Why do internet devices remain vulnerable? a survey with system administrators
T Bondar, H Assal, AR Abdou
A group led by Tamara Bondar at Carleton University (2023) reported on why do internet devices remain vulnerable. The text discusses the persistent lack of vulnerability remediation in systems and the reasons behind it. It mentions that there is a long tail of systems that remain on older software versions, making them vulnerable. The text also highlights the use of unique identifiers and severity ratings for vulnerabilities. A survey was conducted with system administrators to understand the reasons for the lack of remediation. Compatibility issues and third-party dependencies were found to be influential factors. The text mentions the challenges of backporting and the purpose of responsible disclosure. The objective of the research is to better understand why network operators may be unable to address vulnerabilities. The survey included administrators with known vulnerabilities in their systems. The text also mentions the use of Qualtrics for the survey and the selection of vulnerabilities with varying severity levels. The importance of compatibility and decommissioning old systems is emphasized. Factors such as limited resources, technical knowledge, and internal company politics were discussed by participants. Overall, the findings complement previous literature on vulnerability remediation.

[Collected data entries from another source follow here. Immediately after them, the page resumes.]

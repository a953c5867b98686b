pub mod panels;
pub mod views;
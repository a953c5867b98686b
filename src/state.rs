use std::sync::Arc;

use crate::data::aggregate::{
    self, StatusCount, TrendPoint, YearCount, CHART_YEAR_RANGE, MAP_YEARS,
};
use crate::data::model::{CountryYear, Dataset};

// ---------------------------------------------------------------------------
// Application state
// ---------------------------------------------------------------------------

/// The three views, mirroring the side navigation.
#[derive(Debug, Clone, Copy, PartialEq, Eq)]
pub enum View {
    /// Non-abolition time series plus latest-year distribution bars.
    Timeline,
    /// World status map for a selected decade year.
    Map,
    /// Status counts over time, one line per code.
    Trend,
}

impl View {
    pub const ALL: [View; 3] = [View::Timeline, View::Map, View::Trend];

    pub fn label(self) -> &'static str {
        match self {
            View::Timeline => "Time-Series Chart and Bar",
            View::Map => "Global Map",
            View::Trend => "Status Comparison",
        }
    }
}

/// The full UI state. The dataset is loaded once in `main` and shared
/// read-only; every chart series it implies is computed here, once.
pub struct AppState {
    pub dataset: Arc<Dataset>,
    pub view: View,
    /// Year the map view shows; constrained to `MAP_YEARS`.
    pub map_year: i32,

    /// Non-abolition counts restricted to the chart window (1924–2024).
    pub timeline: Vec<YearCount>,
    /// Latest-year status distribution, with the year it refers to.
    pub distribution: Option<(i32, Vec<StatusCount>)>,
    /// Full (year, status) trend series.
    pub trend: Vec<TrendPoint>,
}

impl AppState {
    pub fn new(dataset: Arc<Dataset>) -> Self {
        let (lo, hi) = CHART_YEAR_RANGE;
        let timeline = aggregate::count_non_abolished(&dataset.records)
            .into_iter()
            .filter(|c| (lo..=hi).contains(&c.year))
            .collect();
        let distribution = aggregate::status_distribution(&dataset.records);
        let trend = aggregate::status_trend(&dataset.records);

        AppState {
            dataset,
            view: View::Timeline,
            map_year: MAP_YEARS[0],
            timeline,
            distribution,
            trend,
        }
    }

    /// Rows for the currently selected map year (any ISO3 state; the map
    /// renderer itself skips rows without a code).
    pub fn map_records(&self) -> Vec<&CountryYear> {
        aggregate::filter_by_year(&self.dataset.records, self.map_year)
    }
}

#[cfg(test)]
mod tests {
    use super::*;
    use crate::data::model::Status;

    fn dataset() -> Arc<Dataset> {
        let row = |year, code, iso3: Option<&str>| CountryYear {
            cow_code: 2,
            year,
            status: Status::from_code(code).unwrap(),
            country: "United States".into(),
            iso3: iso3.map(str::to_string),
        };
        Arc::new(Dataset::from_records(vec![
            row(1900, 4, Some("USA")), // before the chart window
            row(1950, 4, Some("USA")),
            row(2020, 4, Some("USA")),
            row(2020, 4, None),
        ]))
    }

    #[test]
    fn timeline_is_restricted_to_chart_window() {
        let state = AppState::new(dataset());
        let years: Vec<i32> = state.timeline.iter().map(|c| c.year).collect();
        assert_eq!(years, vec![1950, 2020]);
    }

    #[test]
    fn distribution_targets_latest_year() {
        let state = AppState::new(dataset());
        let (year, counts) = state.distribution.expect("non-empty dataset");
        assert_eq!(year, 2020);
        assert_eq!(counts.iter().map(|c| c.count).sum::<usize>(), 2);
    }

    #[test]
    fn map_records_follow_selected_year() {
        let mut state = AppState::new(dataset());
        assert_eq!(state.map_year, 1950);
        assert_eq!(state.map_records().len(), 1);

        state.map_year = 2020;
        assert_eq!(state.map_records().len(), 2);

        state.map_year = 1960; // no data: empty, not an error
        assert!(state.map_records().is_empty());
    }
}
//! Writes a synthetic country-year status table plus a COW→ISO3 lookup so
//! the viewer can be tried without the published CDPD workbook.

use std::error::Error;

/// Minimal deterministic PRNG (xoshiro256**)
struct SimpleRng {
    state: [u64; 4],
}

impl SimpleRng {
    fn new(seed: u64) -> Self {
        let mut s = [0u64; 4];
        let mut x = seed;
        for slot in &mut s {
            x = x.wrapping_mul(6364136223846793005).wrapping_add(1);
            *slot = x;
        }
        SimpleRng { state: s }
    }

    fn next_u64(&mut self) -> u64 {
        let result = (self.state[1].wrapping_mul(5))
            .rotate_left(7)
            .wrapping_mul(9);
        let t = self.state[1] << 17;
        self.state[2] ^= self.state[0];
        self.state[3] ^= self.state[1];
        self.state[1] ^= self.state[2];
        self.state[0] ^= self.state[3];
        self.state[2] ^= t;
        self.state[3] = self.state[3].rotate_left(45);
        result
    }

    fn next_f64(&mut self) -> f64 {
        (self.next_u64() >> 11) as f64 / (1u64 << 53) as f64
    }
}

/// (COW code, ISO3, display name). One entry deliberately lacks an ISO3 so
/// the unmapped-row path is exercised.
const COUNTRIES: &[(i64, Option<&str>, &str)] = &[
    (2, Some("USA"), "United States of America"),
    (20, Some("CAN"), "Canada"),
    (70, Some("MEX"), "Mexico"),
    (140, Some("BRA"), "Brazil"),
    (200, Some("GBR"), "United Kingdom"),
    (220, Some("FRA"), "France"),
    (255, Some("DEU"), "Germany"),
    (325, Some("ITA"), "Italy"),
    (365, Some("RUS"), "Russia"),
    (432, Some("MLI"), "Mali"),
    (475, Some("NGA"), "Nigeria"),
    (560, Some("ZAF"), "South Africa"),
    (640, Some("TUR"), "Turkey"),
    (651, Some("EGY"), "Egypt"),
    (663, Some("JOR"), "Jordan"),
    (710, Some("CHN"), "China"),
    (740, Some("JPN"), "Japan"),
    (750, Some("IND"), "India"),
    (840, Some("PHL"), "Philippines"),
    (900, Some("AUS"), "Australia"),
    (999, None, "Disputed Territory"),
];

fn main() -> Result<(), Box<dyn Error>> {
    let mut rng = SimpleRng::new(42);

    // One monotone-ish status walk per country: everyone starts retentionist
    // in 1924 and may step toward abolition over the century, mirroring the
    // real dataset's overall shape.
    let primary_path = "death_penalty_sample.csv";
    let mut writer = csv::Writer::from_path(primary_path)?;
    writer.write_record(["COWCODE", "Year", "Deathpenalty", "Country"])?;

    let mut rows = 0usize;
    for &(cow, _, name) in COUNTRIES {
        let mut status: i64 = 4;
        for year in 1924..=2024 {
            if status > 0 && rng.next_f64() < 0.015 {
                status -= 1;
            }
            writer.write_record([
                cow.to_string(),
                year.to_string(),
                status.to_string(),
                name.to_string(),
            ])?;
            rows += 1;
        }
    }
    writer.flush()?;

    let mapping_path = "cow2iso_sample.csv";
    let mut writer = csv::Writer::from_path(mapping_path)?;
    writer.write_record(["cowcode", "Iso3"])?;
    for &(cow, iso3, _) in COUNTRIES {
        if let Some(iso3) = iso3 {
            writer.write_record([cow.to_string(), iso3.to_string()])?;
        }
    }
    writer.flush()?;

    println!("Wrote {rows} rows to {primary_path} and the lookup to {mapping_path}");
    Ok(())
}
//! Session lifecycle phases.
//!
//! The lifecycle is linear (detection, then binding) with one re-entrant
//! edge: any account or network change forces a fully established session
//! back to `Detecting` through a wholesale reset.

use std::fmt;

/// Phases of the wallet session lifecycle.
#[derive(Debug, Clone, Copy, PartialEq, Eq, Hash)]
pub enum SessionPhase {
    /// No work has started yet.
    Uninitialized,
    /// Waiting for the environment to report a wallet provider.
    Detecting,
    /// Detection finished with no provider present. Rendered as an install
    /// prompt; not an error.
    NoProvider,
    /// A provider was found; binding has not started yet.
    ProviderFound,
    /// Resolving the artifact against the provider's current network.
    Binding,
    /// A deployed contract is bound on the active network.
    Bound,
    /// The active network has no deployment for the artifact. Recoverable by
    /// switching networks in the wallet.
    Unbound,
    /// Session setup hit a fault that is not user-recoverable, such as a
    /// missing artifact.
    Failed,
}

impl SessionPhase {
    /// Whether provider detection has finished in this phase.
    pub const fn detection_complete(self) -> bool {
        !matches!(self, Self::Uninitialized | Self::Detecting)
    }

    /// Whether contract interactions are possible in this phase.
    pub const fn interactive(self) -> bool {
        matches!(self, Self::Bound)
    }
}

impl fmt::Display for SessionPhase {
    fn fmt(&self, f: &mut fmt::Formatter<'_>) -> fmt::Result {
        let name = match self {
            Self::Uninitialized => "uninitialized",
            Self::Detecting => "detecting",
            Self::NoProvider => "no-provider",
            Self::ProviderFound => "provider-found",
            Self::Binding => "binding",
            Self::Bound => "bound",
            Self::Unbound => "unbound",
            Self::Failed => "failed",
        };
        f.write_str(name)
    }
}

/// Whether the lifecycle permits moving from `from` to `to`.
pub fn valid_transition(from: SessionPhase, to: SessionPhase) -> bool {
    use SessionPhase::*;
    matches!(
        (from, to),
        (Uninitialized, Detecting)
            | (Detecting, NoProvider | ProviderFound)
            | (ProviderFound, Binding)
            | (Binding, Bound | Unbound | Failed)
            // Invalidation or an explicit retry re-enters detection.
            | (NoProvider | ProviderFound | Binding | Bound | Unbound | Failed, Detecting)
    )
}
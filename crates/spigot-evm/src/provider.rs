//! Wallet provider capability.
//!
//! The narrow interface this engine consumes from a wallet: account access,
//! chain identity, balance reads, transaction submission, and change
//! notifications. The wallet itself (key custody, signing, user prompts) is
//! an external collaborator and is never implemented here.

use std::sync::Arc;

use alloy::primitives::{Address, Bytes, B256, U256};
use async_trait::async_trait;
use thiserror::Error;
use tokio::sync::broadcast;

/// Errors from provider operations.
#[derive(Debug, Error)]
pub enum ProviderError {
    #[error("RPC error: {0}")]
    Rpc(String),
    #[error("URL parse error: {0}")]
    UrlParse(String),
    /// The user declined the request in their wallet, or the wallet refused
    /// to sign. Distinct from transport faults: this one is expected.
    #[error("rejected by the wallet: {0}")]
    Rejected(String),
}

/// Result alias for provider operations.
pub type Result<T> = std::result::Result<T, ProviderError>;

/// A change notification from the wallet.
///
/// Consumers must treat both kinds identically: either one silently
/// invalidates the bound contract and any cached balance, so the whole
/// session is rebuilt rather than repaired in place.
#[derive(Debug, Clone, Copy, PartialEq, Eq)]
pub enum ProviderEvent {
    /// The authorized account set changed.
    AccountsChanged,
    /// The selected network changed.
    ChainChanged,
}

/// Settlement status of a submitted transaction.
#[derive(Debug, Clone, Copy, PartialEq, Eq)]
pub enum TxStatus {
    /// Mined and executed successfully.
    Success,
    /// Mined but reverted.
    Reverted,
}

/// A contract call to submit through the wallet.
///
/// Carries the sender (`from`) and the value attached to the call; the
/// wallet populates everything else (nonce, gas, fees) and signs.
#[derive(Debug, Clone, PartialEq, Eq)]
pub struct CallRequest {
    /// Sending account.
    pub from: Address,
    /// Callee contract.
    pub to: Address,
    /// Value in wei attached to the call, if any.
    pub value: Option<U256>,
    /// ABI-encoded calldata, if any.
    pub data: Option<Bytes>,
}

/// The wallet provider capability.
#[async_trait]
pub trait WalletProvider: Send + Sync {
    /// Issue a user-facing permission request for account access
    /// (`eth_requestAccounts`). A decline surfaces as
    /// [`ProviderError::Rejected`].
    async fn request_accounts(&self) -> Result<Vec<Address>>;

    /// The currently authorized account list (`eth_accounts`). Empty until
    /// access has been granted.
    async fn accounts(&self) -> Result<Vec<Address>>;

    /// The provider's currently selected chain id.
    async fn chain_id(&self) -> Result<u64>;

    /// Native balance of `address` in wei.
    async fn balance_of(&self, address: Address) -> Result<U256>;

    /// Submit a transaction through the wallet. Returns the transaction
    /// hash once the wallet has accepted and broadcast it.
    async fn send_transaction(&self, call: CallRequest) -> Result<B256>;

    /// Settlement status of a submitted transaction, or `None` while no
    /// receipt is available yet.
    async fn transaction_status(&self, hash: B256) -> Result<Option<TxStatus>>;

    /// Subscribe to change notifications. Dropping the receiver ends the
    /// subscription.
    fn subscribe(&self) -> broadcast::Receiver<ProviderEvent>;
}

/// Detects whether the environment has a wallet provider.
///
/// Detection is a single await bounded by the environment's own timeout; no
/// additional timeout is layered on top. `None` is a valid terminal outcome
/// (render "wallet not installed"), not an error.
#[async_trait]
pub trait ProviderDetector: Send + Sync {
    async fn detect(&self) -> Option<Arc<dyn WalletProvider>>;
}
//! Conversion between the chain's smallest unit and display units.

use alloy::primitives::U256;
use thiserror::Error;

/// Decimals of the native display unit (ether).
pub const ETHER_DECIMALS: u32 = 18;

/// Errors from unit parsing.
#[derive(Debug, Error)]
pub enum UnitsError {
    #[error("invalid amount: {0}")]
    InvalidAmount(String),
}

/// Wei in one ether.
pub fn wei_per_ether() -> U256 {
    U256::from(10u64).pow(U256::from(ETHER_DECIMALS))
}

/// Parse a decimal string (e.g. "1.5") into a U256 with the given number of
/// decimals.
///
/// `parse_units("1.5", 18)` is `1_500_000_000_000_000_000` wei.
pub fn parse_units(amount: &str, decimals: u32) -> Result<U256, UnitsError> {
    let amount = amount.trim();
    if amount.is_empty() {
        return Err(UnitsError::InvalidAmount("empty amount".to_string()));
    }

    let (integer, fractional) = match amount.split_once('.') {
        Some((i, f)) => (i, f),
        None => (amount, ""),
    };

    if fractional.len() > decimals as usize {
        return Err(UnitsError::InvalidAmount(format!(
            "too many decimal places: got {}, max {decimals}",
            fractional.len()
        )));
    }

    // Pad the fractional part to `decimals` digits and combine with the
    // integer part into a single integer string.
    let padded = format!("{fractional:0<width$}", width = decimals as usize);
    let combined = format!("{integer}{padded}");

    // Strip leading zeros but keep at least "0".
    let combined = combined.trim_start_matches('0');
    let combined = if combined.is_empty() { "0" } else { combined };

    U256::from_str_radix(combined, 10).map_err(|e| UnitsError::InvalidAmount(e.to_string()))
}

/// Convert a raw value to a decimal string with the given number of
/// decimals.
pub fn format_units(value: U256, decimals: u32) -> String {
    let s = value.to_string();
    let decimals = decimals as usize;

    if s.len() <= decimals {
        if value.is_zero() {
            return "0.0".to_string();
        }
        let zeros = decimals - s.len();
        let mut result = "0.".to_string();
        result.push_str(&"0".repeat(zeros));
        result.push_str(s.trim_start_matches('0'));
        if result.ends_with('.') {
            result.push('0');
        }
        result
    } else {
        let integer_part = &s[..s.len() - decimals];
        let fractional_part = &s[s.len() - decimals..];
        let fractional = fractional_part.trim_end_matches('0');
        if fractional.is_empty() {
            format!("{integer_part}.0")
        } else {
            format!("{integer_part}.{fractional}")
        }
    }
}
//! Faucet mutations.
//!
//! Builds deposit and withdraw calls from the bound artifact interface,
//! submits them through the wallet, and waits for settlement.

use std::time::Duration;

use alloy::dyn_abi::DynSolValue;
use alloy::primitives::{Address, B256, U256};
use thiserror::Error;

use crate::bind::{BindError, BoundContract};
use crate::provider::{CallRequest, ProviderError, TxStatus, WalletProvider};

/// Entry point credited by value-carrying deposits.
pub const DEPOSIT_FUNCTION: &str = "addFunds";
/// Entry point debiting an explicit withdrawal amount.
pub const WITHDRAW_FUNCTION: &str = "withdraw";

const RECEIPT_ATTEMPTS: u32 = 10;
const RECEIPT_POLL: Duration = Duration::from_millis(500);

/// Errors from mutation submission.
#[derive(Debug, Error)]
pub enum MutationError {
    #[error("encode error: {0}")]
    Encode(#[from] BindError),
    /// The wallet or the chain rejected the submission: user cancelled
    /// signing, insufficient funds, or a transport fault.
    #[error("provider error: {0}")]
    Provider(#[from] ProviderError),
    #[error("transaction {hash} reverted")]
    Reverted { hash: B256 },
}

/// Result alias for mutation operations.
pub type Result<T> = std::result::Result<T, MutationError>;

/// Deposit `amount_wei` into the contract as `from`.
///
/// A value-carrying call to the deposit entry point. Success means the
/// caller must trigger exactly one balance refresh; failure must not.
pub async fn deposit(
    provider: &dyn WalletProvider,
    bound: &BoundContract,
    from: Address,
    amount_wei: U256,
) -> Result<B256> {
    let data = bound.encode_call(DEPOSIT_FUNCTION, &[])?;
    let call = CallRequest {
        from,
        to: bound.address(),
        value: Some(amount_wei),
        data: Some(data),
    };
    submit(provider, call).await
}

/// Withdraw `amount_wei` from the contract as `from`.
pub async fn withdraw(
    provider: &dyn WalletProvider,
    bound: &BoundContract,
    from: Address,
    amount_wei: U256,
) -> Result<B256> {
    let data = bound.encode_call(WITHDRAW_FUNCTION, &[DynSolValue::Uint(amount_wei, 256)])?;
    let call = CallRequest {
        from,
        to: bound.address(),
        value: None,
        data: Some(data),
    };
    submit(provider, call).await
}

/// Submit the call and poll for settlement.
///
/// A receipt that never shows up within the polling window leaves the
/// transaction treated as submitted; only an explicit revert or a provider
/// rejection fails the mutation.
async fn submit(provider: &dyn WalletProvider, call: CallRequest) -> Result<B256> {
    let hash = provider.send_transaction(call).await?;
    tracing::info!(%hash, "transaction submitted");

    for _ in 0..RECEIPT_ATTEMPTS {
        match provider.transaction_status(hash).await? {
            Some(TxStatus::Success) => return Ok(hash),
            Some(TxStatus::Reverted) => {
                tracing::error!(%hash, "transaction reverted");
                return Err(MutationError::Reverted { hash });
            }
            None => tokio::time::sleep(RECEIPT_POLL).await,
        }
    }

    Ok(hash)
}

89 system administrators were included in the analysis.
The researchers’ results claim to reinforce previous work in this field: “System admins are requesting more information about the scans that identified vulnerable software versions and the tools and methodologies used to aid their investigations and remediation efforts,” Бондар said.
However, “The paper focuses on specific admins whose systems are vulnerable despite the availability of a remediation mechanism. The findings provide insights into the issues faced by these admins and aim to identify ways to support them,” say the investigators.
The authors advocate that the text asks for questions or concerns and offers the option to opt-out of future studies.
Bondar, T., Assal, H., & Abdou, A. (2023). Why do internet devices remain vulnerable? a survey with system administrators. In Workshop on Measurements, Attacks, and Defenses for the Web (MADWeb 2023). NDSS.